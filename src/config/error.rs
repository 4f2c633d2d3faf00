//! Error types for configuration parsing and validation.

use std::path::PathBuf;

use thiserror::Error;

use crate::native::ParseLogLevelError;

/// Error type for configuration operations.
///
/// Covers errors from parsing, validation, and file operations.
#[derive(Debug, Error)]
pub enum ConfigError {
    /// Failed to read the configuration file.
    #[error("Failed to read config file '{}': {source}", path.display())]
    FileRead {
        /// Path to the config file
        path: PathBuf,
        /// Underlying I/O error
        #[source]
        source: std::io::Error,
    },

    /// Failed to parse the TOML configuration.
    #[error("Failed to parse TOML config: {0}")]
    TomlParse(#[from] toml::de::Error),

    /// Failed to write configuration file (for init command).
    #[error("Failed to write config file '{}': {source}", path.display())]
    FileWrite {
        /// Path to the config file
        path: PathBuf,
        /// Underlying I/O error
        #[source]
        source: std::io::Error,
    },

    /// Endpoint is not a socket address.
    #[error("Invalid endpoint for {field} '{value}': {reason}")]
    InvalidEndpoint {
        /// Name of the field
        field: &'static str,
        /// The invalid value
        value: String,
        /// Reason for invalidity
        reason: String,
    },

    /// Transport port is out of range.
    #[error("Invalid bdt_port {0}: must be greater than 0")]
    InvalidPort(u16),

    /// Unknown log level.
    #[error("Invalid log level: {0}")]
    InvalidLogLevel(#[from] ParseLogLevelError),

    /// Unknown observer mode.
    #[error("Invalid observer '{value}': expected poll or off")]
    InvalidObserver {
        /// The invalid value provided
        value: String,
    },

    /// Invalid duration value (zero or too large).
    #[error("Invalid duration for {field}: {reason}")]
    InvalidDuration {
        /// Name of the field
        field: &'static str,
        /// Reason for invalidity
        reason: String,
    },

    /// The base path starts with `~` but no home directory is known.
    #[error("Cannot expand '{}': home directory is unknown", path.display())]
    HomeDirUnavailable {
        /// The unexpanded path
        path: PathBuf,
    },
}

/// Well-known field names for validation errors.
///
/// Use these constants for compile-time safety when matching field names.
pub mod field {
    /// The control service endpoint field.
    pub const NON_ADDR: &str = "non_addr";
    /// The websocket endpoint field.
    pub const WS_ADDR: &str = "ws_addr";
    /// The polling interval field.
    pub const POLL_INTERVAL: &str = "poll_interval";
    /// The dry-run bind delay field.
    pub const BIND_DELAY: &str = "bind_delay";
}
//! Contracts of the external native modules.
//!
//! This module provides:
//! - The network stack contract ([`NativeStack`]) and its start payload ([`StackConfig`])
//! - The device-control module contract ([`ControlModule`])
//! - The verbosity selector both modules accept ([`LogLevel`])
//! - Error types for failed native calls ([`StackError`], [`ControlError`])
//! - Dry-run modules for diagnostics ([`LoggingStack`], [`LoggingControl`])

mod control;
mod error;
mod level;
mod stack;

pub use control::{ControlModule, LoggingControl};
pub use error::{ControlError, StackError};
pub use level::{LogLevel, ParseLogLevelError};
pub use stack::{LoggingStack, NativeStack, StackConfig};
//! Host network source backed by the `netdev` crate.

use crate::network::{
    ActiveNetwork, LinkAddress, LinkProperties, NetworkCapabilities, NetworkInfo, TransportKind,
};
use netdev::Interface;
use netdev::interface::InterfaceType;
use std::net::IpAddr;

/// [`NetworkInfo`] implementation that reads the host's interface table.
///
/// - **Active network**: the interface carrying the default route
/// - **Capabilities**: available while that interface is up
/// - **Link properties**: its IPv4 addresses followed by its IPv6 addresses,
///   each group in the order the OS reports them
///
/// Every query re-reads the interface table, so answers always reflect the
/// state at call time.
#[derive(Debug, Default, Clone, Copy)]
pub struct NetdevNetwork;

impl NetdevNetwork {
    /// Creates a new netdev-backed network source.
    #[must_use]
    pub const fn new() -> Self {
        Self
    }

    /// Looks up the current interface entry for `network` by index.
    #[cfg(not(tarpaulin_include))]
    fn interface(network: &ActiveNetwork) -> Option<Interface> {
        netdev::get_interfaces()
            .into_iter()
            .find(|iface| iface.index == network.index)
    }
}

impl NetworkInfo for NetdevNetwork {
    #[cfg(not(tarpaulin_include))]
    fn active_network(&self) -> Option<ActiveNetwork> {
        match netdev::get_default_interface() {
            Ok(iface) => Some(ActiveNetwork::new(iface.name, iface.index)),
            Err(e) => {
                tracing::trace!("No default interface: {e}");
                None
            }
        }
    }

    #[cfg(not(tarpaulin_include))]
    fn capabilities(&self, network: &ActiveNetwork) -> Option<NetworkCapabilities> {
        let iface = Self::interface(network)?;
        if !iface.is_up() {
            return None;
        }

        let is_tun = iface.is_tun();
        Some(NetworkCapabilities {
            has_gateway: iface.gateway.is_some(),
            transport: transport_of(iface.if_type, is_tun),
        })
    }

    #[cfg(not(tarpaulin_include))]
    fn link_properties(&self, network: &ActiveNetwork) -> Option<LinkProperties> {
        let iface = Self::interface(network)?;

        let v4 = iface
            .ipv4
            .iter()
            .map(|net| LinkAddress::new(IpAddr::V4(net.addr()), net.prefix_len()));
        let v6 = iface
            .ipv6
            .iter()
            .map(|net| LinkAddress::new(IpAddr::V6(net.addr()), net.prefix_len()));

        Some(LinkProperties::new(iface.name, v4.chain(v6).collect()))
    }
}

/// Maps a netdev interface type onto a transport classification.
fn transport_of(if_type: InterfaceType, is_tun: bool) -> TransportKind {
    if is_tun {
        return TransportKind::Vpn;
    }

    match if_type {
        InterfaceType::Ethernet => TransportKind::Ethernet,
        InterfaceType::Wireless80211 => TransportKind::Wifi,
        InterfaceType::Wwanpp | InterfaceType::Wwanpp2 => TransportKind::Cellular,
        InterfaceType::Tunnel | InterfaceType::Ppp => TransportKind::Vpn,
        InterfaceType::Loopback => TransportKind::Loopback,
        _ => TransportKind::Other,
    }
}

Task objective:
The word to find is "LinkProperties". Copy every line of the data that holds it.

Response box:
    ActiveNetwork, LinkAddress, LinkProperties, NetworkCapabilities, NetworkInfo, TransportKind,
    fn link_properties(&self, network: &ActiveNetwork) -> Option<LinkProperties> {
        Some(LinkProperties::new(iface.name, v4.chain(v6).collect()))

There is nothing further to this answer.